Hello S-newsers. I am trying to fit some data to a negative binomial
distribution: I have ~70 sets of count data and want to fit each set
separately, mainly to determine the extent to which the zeros are in
excess of expectations, but also to assure myself that the NB is the
correct distribution to describe these data, which should be
distributed as an overdispersed Poisson (with the possible exception
of extra zeros).
(Note re NB: There are two ways of formulating it, one appropriate to
Bernoulli trials and the other to continuous distributions. The
parameter names used in the various formulations are different, and I
have not found a place where these are explained very well. For
example, rnbinom (Splus) has r and p, and rnegbin (MASS) has mu and
theta. Unlike r, theta can take non-integer values.)

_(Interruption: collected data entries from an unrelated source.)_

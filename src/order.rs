//! Order domain types: identifiers, the four-state status graph, and the
//! order record itself.
//!
//! The status graph is linear and forward-only:
//!
//! ```text
//! new -> processing -> ready -> completed
//! ```
//!
//! [`OrderStatus::can_transition_to`] is the single definition of that graph;
//! the order aggregate in [`crate::lifecycle`] is the only caller allowed to
//! act on it.

use std::fmt;

use serde::{Deserialize, Serialize};

macro_rules! numeric_id {
    ($(#[$meta:meta])* $name:ident) => {
        $(#[$meta])*
        #[derive(Debug, Clone, Copy, PartialEq, Eq, PartialOrd, Ord, Hash, Default)]
        #[derive(Serialize, Deserialize)]
        #[serde(transparent)]
        pub struct $name(pub u64);

        impl fmt::Display for $name {
            fn fmt(&self, f: &mut fmt::Formatter<'_>) -> fmt::Result {
                write!(f, "{}", self.0)
            }
        }

        impl From<u64> for $name {
            fn from(value: u64) -> Self {
                Self(value)
            }
        }
    };
}

numeric_id!(
    /// Server-assigned order identifier. Unique and immutable.
    OrderId
);
numeric_id!(
    /// Identifier of the print shop that fulfils an order.
    ShopId
);
numeric_id!(
    /// Identifier of the customer that placed an order.
    CustomerId
);
numeric_id!(
    /// Identifier of an authenticated user (customer or shop operator).
    UserId
);
numeric_id!(
    /// Per-order message sequence number, starting at 1.
    MessageId
);

/// How the order reached the shop.
#[derive(Debug, Clone, Copy, PartialEq, Eq, Hash, Serialize, Deserialize)]
#[serde(rename_all = "lowercase")]
pub enum OrderType {
    /// Files uploaded ahead of time for printing.
    Upload,
    /// The customer books a slot and brings the material in person.
    Walkin,
}

impl OrderType {
    /// Title used when the customer leaves the title blank.
    pub fn default_title(self, file_count: usize) -> String {
        match self {
            Self::Upload => format!("File Upload - {file_count} files"),
            Self::Walkin => "Walk-in Order".to_string(),
        }
    }
}

/// Lifecycle status of an order.
///
/// The derived ordering follows the transition graph, so `a < b` means `b`
/// lies ahead of `a`.
#[derive(
    Debug, Clone, Copy, PartialEq, Eq, PartialOrd, Ord, Hash, Default, Serialize, Deserialize,
)]
#[serde(rename_all = "snake_case")]
pub enum OrderStatus {
    #[default]
    New,
    Processing,
    Ready,
    Completed,
}

impl OrderStatus {
    /// Every status, in graph order.
    pub const ALL: [OrderStatus; 4] = [
        OrderStatus::New,
        OrderStatus::Processing,
        OrderStatus::Ready,
        OrderStatus::Completed,
    ];

    /// Wire label for this status.
    pub fn as_str(self) -> &'static str {
        match self {
            Self::New => "new",
            Self::Processing => "processing",
            Self::Ready => "ready",
            Self::Completed => "completed",
        }
    }

    /// The immediate successor, or `None` for the terminal status.
    pub fn next(self) -> Option<Self> {
        match self {
            Self::New => Some(Self::Processing),
            Self::Processing => Some(Self::Ready),
            Self::Ready => Some(Self::Completed),
            Self::Completed => None,
        }
    }

    /// `completed` accepts no further transitions.
    pub fn is_terminal(self) -> bool {
        self.next().is_none()
    }

    /// Returns true only when `requested` is the immediate successor of `self`.
    ///
    /// Same-status requests, skip-ahead requests, and anything after
    /// `completed` are all invalid.
    pub fn can_transition_to(self, requested: OrderStatus) -> bool {
        self.next() == Some(requested)
    }
}

impl fmt::Display for OrderStatus {
    fn fmt(&self, f: &mut fmt::Formatter<'_>) -> fmt::Result {
        f.write_str(self.as_str())
    }
}

/// Opaque descriptor of an uploaded file.
///
/// Owned by the upload subsystem; this crate stores and forwards it without
/// looking at the file content.
#[derive(Debug, Clone, PartialEq, Eq, Serialize, Deserialize)]
#[serde(rename_all = "camelCase")]
pub struct FileRef {
    pub original_name: String,
    pub stored_name: String,
    #[serde(default, skip_serializing_if = "Option::is_none")]
    pub mime_type: Option<String>,
    #[serde(default)]
    pub size: u64,
}

impl FileRef {
    pub fn new(original_name: impl Into<String>, stored_name: impl Into<String>) -> Self {
        Self {
            original_name: original_name.into(),
            stored_name: stored_name.into(),
            mime_type: None,
            size: 0,
        }
    }
}

/// Customer-supplied part of an order at creation time.
#[derive(Debug, Clone, Default, PartialEq, Serialize, Deserialize)]
#[serde(rename_all = "camelCase")]
pub struct OrderPayload {
    #[serde(default)]
    pub title: String,
    #[serde(default)]
    pub description: String,
    #[serde(default)]
    pub is_urgent: bool,
    #[serde(default)]
    pub files: Vec<FileRef>,
}

/// A print order.
#[derive(Debug, Clone, PartialEq, Serialize, Deserialize)]
#[serde(rename_all = "camelCase")]
pub struct Order {
    pub id: OrderId,
    pub customer_id: CustomerId,
    pub shop_id: ShopId,
    #[serde(rename = "type")]
    pub order_type: OrderType,
    pub title: String,
    pub description: String,
    pub status: OrderStatus,
    pub is_urgent: bool,
    pub files: Vec<FileRef>,
    /// Unix epoch milliseconds.
    pub created_at: u64,
    /// Unix epoch milliseconds of the last status change or file attachment.
    pub updated_at: u64,
}

impl Order {
    /// Build a fresh order in status `new`.
    pub fn new(
        id: OrderId,
        customer_id: CustomerId,
        shop_id: ShopId,
        order_type: OrderType,
        payload: OrderPayload,
        created_at: u64,
    ) -> Self {
        let title = match payload.title.trim() {
            "" => order_type.default_title(payload.files.len()),
            title => title.to_string(),
        };
        Self {
            id,
            customer_id,
            shop_id,
            order_type,
            title,
            description: payload.description,
            status: OrderStatus::New,
            is_urgent: payload.is_urgent,
            files: payload.files,
            created_at,
            updated_at: created_at,
        }
    }
}

/// An order as listed on a dashboard: the order, the viewer's unread count,
/// and the stream version the snapshot reflects.
#[derive(Debug, Clone, PartialEq, Serialize, Deserialize)]
#[serde(rename_all = "camelCase")]
pub struct OrderSummary {
    #[serde(flatten)]
    pub order: Order,
    pub unread_count: u32,
    pub version: u64,
}

/// Display ordering for boards: urgent first, then oldest first.
pub fn board_order(a: &OrderSummary, b: &OrderSummary) -> std::cmp::Ordering {
    b.order
        .is_urgent
        .cmp(&a.order.is_urgent)
        .then(a.order.created_at.cmp(&b.order.created_at))
        .then(a.order.id.cmp(&b.order.id))
}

I calculated the parameter mu (the mean) and calculated theta using
theta.ml (MASS). However, the ks.gof function using negbinom has
ONLY the discrete formulation, so that can't be used. It is easy
enough to calculate the expected distribution from these parameters
and then run the Kolmogorov-Smirnov test, but I have read that this
test should be used against an expected distribution with KNOWN
parameters, not with parameters calculated from the data.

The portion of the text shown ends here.